Across all the entries below, count each line that holds "find" and report the figure only.
START RECORDED INFORMATION
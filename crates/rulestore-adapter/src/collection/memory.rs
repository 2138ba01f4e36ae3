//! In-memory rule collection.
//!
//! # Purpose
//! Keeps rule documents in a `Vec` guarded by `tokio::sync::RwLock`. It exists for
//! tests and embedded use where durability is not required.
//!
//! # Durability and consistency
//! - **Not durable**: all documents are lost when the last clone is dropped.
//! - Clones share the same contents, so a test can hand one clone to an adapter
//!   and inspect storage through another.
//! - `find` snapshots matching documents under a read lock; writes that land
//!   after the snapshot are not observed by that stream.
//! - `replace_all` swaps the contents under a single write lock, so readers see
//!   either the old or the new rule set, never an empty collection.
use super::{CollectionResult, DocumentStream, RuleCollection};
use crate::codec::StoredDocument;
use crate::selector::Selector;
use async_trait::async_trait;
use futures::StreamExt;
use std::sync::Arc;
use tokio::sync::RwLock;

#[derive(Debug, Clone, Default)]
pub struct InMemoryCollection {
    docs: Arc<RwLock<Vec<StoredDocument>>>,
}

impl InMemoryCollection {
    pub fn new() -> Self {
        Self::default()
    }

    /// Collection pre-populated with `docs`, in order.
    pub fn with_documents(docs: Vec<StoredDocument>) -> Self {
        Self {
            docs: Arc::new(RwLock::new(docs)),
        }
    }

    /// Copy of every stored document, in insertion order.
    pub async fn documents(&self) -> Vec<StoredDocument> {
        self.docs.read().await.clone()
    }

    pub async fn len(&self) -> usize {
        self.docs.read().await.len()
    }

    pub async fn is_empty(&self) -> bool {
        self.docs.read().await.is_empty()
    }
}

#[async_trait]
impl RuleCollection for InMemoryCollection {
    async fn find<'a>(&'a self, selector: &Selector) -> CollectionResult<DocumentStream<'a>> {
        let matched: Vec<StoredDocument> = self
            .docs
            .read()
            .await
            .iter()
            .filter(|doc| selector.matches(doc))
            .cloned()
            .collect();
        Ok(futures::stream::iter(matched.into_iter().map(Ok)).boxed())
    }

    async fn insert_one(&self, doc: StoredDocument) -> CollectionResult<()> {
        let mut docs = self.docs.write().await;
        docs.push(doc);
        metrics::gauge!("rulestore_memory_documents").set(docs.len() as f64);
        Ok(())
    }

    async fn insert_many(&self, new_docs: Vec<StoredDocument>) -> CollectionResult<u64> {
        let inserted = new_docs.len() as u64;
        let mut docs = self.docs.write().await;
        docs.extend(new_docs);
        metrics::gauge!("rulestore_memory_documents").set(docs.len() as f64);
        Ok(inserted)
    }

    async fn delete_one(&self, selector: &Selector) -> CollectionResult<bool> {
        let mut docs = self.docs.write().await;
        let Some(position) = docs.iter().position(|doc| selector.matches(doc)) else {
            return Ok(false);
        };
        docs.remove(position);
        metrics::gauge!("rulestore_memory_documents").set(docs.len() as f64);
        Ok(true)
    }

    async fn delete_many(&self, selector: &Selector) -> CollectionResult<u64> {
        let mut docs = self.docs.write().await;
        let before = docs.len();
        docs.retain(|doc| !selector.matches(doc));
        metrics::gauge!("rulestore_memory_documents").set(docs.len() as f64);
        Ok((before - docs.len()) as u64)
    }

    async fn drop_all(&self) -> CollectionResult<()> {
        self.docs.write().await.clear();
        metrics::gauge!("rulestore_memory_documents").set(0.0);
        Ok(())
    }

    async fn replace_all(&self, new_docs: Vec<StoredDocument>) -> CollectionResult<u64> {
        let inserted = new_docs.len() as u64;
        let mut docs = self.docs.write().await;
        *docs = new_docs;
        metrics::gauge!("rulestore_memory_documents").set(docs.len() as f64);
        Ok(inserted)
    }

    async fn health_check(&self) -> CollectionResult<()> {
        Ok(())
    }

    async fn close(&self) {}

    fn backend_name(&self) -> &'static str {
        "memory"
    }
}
END RECORDED INFORMATION
START RECORDED INFORMATION
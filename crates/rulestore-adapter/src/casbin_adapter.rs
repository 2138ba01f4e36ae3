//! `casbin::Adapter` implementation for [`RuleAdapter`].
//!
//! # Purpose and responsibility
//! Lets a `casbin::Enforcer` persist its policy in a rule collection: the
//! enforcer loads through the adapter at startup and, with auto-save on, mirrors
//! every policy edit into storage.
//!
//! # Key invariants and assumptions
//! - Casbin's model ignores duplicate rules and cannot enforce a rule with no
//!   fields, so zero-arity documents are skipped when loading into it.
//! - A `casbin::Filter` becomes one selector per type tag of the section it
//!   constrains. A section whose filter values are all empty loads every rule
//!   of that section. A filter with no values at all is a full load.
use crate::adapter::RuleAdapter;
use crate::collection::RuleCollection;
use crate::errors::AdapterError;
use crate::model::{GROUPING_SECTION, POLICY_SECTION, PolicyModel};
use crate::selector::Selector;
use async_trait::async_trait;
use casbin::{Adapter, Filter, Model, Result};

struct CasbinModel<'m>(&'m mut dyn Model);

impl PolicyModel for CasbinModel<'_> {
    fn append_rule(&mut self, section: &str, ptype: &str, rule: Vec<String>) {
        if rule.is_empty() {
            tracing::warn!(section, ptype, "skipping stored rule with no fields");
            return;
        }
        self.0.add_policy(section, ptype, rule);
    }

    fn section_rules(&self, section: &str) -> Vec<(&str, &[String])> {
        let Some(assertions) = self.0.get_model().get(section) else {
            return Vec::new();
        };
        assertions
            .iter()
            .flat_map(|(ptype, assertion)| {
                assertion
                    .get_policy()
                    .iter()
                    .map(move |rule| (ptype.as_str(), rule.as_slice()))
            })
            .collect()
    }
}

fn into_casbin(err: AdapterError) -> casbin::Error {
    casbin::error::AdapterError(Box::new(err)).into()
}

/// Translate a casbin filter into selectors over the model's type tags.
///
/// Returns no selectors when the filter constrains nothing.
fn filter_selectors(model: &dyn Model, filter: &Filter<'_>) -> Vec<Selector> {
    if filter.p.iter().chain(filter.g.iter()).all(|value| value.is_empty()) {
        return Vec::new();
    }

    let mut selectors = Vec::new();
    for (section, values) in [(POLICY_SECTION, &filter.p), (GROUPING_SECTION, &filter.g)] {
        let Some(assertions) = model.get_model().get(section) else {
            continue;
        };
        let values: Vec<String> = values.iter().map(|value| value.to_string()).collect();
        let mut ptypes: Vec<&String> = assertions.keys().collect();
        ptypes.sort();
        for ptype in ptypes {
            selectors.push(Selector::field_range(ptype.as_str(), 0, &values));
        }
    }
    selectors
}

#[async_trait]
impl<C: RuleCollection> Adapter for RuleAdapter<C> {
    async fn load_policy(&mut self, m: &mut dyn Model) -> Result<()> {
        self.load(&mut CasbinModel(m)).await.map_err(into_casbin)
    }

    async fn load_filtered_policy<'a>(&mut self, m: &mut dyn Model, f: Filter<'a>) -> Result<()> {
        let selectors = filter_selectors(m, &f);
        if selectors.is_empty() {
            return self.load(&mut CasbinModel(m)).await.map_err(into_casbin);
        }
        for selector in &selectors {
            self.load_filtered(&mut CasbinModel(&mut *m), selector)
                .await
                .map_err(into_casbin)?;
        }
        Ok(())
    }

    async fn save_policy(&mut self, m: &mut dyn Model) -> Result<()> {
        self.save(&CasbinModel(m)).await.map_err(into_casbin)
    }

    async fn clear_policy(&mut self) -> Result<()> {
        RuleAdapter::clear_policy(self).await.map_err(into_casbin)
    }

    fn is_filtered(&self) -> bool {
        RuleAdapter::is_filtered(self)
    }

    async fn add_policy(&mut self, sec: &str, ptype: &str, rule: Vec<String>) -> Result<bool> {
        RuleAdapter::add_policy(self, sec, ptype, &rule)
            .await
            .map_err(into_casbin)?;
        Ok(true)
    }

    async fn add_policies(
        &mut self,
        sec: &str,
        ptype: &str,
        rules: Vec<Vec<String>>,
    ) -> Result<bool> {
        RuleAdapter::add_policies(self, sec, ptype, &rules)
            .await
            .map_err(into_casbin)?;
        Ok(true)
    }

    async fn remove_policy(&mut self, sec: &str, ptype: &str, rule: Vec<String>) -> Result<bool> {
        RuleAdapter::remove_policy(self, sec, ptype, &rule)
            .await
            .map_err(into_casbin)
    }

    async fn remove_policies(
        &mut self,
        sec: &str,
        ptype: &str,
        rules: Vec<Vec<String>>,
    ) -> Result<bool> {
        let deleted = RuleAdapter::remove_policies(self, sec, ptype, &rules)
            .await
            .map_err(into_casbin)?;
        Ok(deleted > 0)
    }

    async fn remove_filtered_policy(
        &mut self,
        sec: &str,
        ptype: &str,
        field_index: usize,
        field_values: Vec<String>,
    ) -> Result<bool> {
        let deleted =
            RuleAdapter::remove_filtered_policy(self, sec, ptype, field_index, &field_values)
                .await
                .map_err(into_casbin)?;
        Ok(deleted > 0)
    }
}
END RECORDED INFORMATION
### TASK SOLUTION
2